* **What the task asks**: Within the entries below, the lines from the one with "#[derive(Debug, Clone)]" through the one with "if !self.convergence_epsilon.is_finite() ||" are to be set down exactly, both ends kept.

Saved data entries
______
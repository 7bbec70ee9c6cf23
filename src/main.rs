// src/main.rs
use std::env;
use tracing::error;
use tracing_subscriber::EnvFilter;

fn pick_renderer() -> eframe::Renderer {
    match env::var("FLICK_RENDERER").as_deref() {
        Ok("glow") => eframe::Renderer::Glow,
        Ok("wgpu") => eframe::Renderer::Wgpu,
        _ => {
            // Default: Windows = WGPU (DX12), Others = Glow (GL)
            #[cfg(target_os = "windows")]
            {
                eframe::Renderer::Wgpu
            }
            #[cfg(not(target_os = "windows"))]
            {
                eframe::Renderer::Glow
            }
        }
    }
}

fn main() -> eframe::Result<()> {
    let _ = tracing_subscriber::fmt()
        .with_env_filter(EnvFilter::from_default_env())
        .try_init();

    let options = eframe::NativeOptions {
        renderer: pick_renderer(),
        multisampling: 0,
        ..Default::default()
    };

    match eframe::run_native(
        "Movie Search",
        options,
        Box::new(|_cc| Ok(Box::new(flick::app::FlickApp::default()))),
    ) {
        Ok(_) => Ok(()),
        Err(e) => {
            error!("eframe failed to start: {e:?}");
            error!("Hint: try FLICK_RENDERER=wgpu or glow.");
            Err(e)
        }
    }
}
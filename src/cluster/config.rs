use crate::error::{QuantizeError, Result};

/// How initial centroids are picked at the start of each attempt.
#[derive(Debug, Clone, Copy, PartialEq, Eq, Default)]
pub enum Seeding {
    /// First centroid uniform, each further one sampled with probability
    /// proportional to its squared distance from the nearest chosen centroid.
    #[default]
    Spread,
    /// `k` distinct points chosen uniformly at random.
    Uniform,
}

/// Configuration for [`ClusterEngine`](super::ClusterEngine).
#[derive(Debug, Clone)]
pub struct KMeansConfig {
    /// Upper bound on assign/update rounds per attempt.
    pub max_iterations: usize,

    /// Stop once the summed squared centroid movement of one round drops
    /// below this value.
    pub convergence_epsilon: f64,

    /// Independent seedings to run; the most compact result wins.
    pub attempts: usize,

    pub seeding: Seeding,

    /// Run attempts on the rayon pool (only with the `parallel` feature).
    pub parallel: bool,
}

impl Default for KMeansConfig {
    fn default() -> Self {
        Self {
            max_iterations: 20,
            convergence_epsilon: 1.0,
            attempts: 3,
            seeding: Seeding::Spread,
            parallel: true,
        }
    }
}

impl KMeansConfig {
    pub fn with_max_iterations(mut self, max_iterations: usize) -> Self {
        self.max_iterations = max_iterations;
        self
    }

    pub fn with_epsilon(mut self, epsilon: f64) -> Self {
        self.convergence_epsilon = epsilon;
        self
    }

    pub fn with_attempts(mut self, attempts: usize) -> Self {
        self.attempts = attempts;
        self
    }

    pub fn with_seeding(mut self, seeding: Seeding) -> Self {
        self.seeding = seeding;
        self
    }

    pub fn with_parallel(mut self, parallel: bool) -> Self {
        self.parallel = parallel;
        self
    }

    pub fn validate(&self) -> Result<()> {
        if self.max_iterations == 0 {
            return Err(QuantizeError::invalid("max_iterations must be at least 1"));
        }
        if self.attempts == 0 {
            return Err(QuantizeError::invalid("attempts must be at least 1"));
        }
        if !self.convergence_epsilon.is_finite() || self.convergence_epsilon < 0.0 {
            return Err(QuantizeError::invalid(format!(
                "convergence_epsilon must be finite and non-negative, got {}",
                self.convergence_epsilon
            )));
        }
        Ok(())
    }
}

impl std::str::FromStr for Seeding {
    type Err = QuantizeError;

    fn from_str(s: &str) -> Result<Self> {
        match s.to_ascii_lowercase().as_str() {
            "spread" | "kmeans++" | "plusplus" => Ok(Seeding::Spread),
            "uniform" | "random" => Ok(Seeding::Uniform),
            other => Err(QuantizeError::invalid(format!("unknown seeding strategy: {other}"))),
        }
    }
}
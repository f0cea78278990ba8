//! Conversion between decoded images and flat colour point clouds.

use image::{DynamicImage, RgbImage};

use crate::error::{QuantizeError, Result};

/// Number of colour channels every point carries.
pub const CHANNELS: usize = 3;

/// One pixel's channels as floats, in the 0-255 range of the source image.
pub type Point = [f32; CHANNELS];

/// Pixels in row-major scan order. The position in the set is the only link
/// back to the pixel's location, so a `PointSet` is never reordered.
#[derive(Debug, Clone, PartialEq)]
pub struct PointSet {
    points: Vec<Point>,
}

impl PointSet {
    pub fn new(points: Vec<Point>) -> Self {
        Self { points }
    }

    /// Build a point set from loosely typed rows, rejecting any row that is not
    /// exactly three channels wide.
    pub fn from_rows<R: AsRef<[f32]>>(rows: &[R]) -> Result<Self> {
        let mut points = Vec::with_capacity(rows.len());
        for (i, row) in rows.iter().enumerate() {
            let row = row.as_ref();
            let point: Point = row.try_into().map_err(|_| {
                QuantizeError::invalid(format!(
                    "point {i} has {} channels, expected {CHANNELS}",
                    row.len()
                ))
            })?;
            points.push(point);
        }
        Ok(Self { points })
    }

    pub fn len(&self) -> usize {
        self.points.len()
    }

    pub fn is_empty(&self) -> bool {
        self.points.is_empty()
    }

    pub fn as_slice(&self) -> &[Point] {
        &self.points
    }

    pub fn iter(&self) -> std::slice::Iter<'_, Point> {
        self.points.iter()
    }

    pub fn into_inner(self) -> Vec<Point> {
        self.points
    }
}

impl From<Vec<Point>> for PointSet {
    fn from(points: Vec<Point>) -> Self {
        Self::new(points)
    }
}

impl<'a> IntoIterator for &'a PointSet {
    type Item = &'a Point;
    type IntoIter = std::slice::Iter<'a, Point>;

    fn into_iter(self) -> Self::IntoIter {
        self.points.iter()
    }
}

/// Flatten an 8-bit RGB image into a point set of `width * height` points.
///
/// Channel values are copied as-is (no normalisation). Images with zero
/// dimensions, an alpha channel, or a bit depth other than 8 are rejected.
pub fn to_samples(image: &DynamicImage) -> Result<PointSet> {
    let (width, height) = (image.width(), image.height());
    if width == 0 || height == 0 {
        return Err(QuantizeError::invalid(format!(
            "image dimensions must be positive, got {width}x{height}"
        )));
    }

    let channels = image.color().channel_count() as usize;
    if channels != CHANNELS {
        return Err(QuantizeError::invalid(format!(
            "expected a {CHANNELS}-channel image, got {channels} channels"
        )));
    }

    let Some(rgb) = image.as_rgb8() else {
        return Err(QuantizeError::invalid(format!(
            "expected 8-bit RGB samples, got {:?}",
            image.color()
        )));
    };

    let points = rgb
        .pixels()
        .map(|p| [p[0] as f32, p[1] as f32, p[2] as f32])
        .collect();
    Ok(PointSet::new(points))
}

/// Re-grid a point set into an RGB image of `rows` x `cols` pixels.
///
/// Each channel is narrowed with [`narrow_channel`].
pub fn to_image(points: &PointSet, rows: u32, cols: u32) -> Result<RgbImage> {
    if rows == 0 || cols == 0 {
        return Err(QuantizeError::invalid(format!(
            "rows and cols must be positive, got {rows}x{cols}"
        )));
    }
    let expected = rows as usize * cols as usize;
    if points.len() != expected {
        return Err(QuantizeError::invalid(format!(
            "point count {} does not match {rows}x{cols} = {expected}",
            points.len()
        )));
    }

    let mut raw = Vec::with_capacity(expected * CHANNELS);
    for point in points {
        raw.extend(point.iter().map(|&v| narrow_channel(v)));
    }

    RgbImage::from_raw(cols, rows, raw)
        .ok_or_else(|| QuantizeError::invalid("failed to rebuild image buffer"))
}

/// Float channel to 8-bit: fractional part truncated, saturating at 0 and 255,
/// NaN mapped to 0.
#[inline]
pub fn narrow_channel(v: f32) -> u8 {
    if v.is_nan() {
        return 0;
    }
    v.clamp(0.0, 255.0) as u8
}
______
* **Answer for this exercise**:
#[derive(Debug, Clone)]
pub struct KMeansConfig {
    /// Upper bound on assign/update rounds per attempt.
    pub max_iterations: usize,

    /// Stop once the summed squared centroid movement of one round drops
    /// below this value.
    pub convergence_epsilon: f64,

    /// Independent seedings to run; the most compact result wins.
    pub attempts: usize,

    pub seeding: Seeding,

    /// Run attempts on the rayon pool (only with the `parallel` feature).
    pub parallel: bool,
}

impl Default for KMeansConfig {
    fn default() -> Self {
        Self {
            max_iterations: 20,
            convergence_epsilon: 1.0,
            attempts: 3,
            seeding: Seeding::Spread,
            parallel: true,
        }
    }
}

impl KMeansConfig {
    pub fn with_max_iterations(mut self, max_iterations: usize) -> Self {
        self.max_iterations = max_iterations;
        self
    }

    pub fn with_epsilon(mut self, epsilon: f64) -> Self {
        self.convergence_epsilon = epsilon;
        self
    }

    pub fn with_attempts(mut self, attempts: usize) -> Self {
        self.attempts = attempts;
        self
    }

    pub fn with_seeding(mut self, seeding: Seeding) -> Self {
        self.seeding = seeding;
        self
    }

    pub fn with_parallel(mut self, parallel: bool) -> Self {
        self.parallel = parallel;
        self
    }

    pub fn validate(&self) -> Result<()> {
        if self.max_iterations == 0 {
            return Err(QuantizeError::invalid("max_iterations must be at least 1"));
        }
        if self.attempts == 0 {
            return Err(QuantizeError::invalid("attempts must be at least 1"));
        }
        if !self.convergence_epsilon.is_finite() || self.convergence_epsilon < 0.0 {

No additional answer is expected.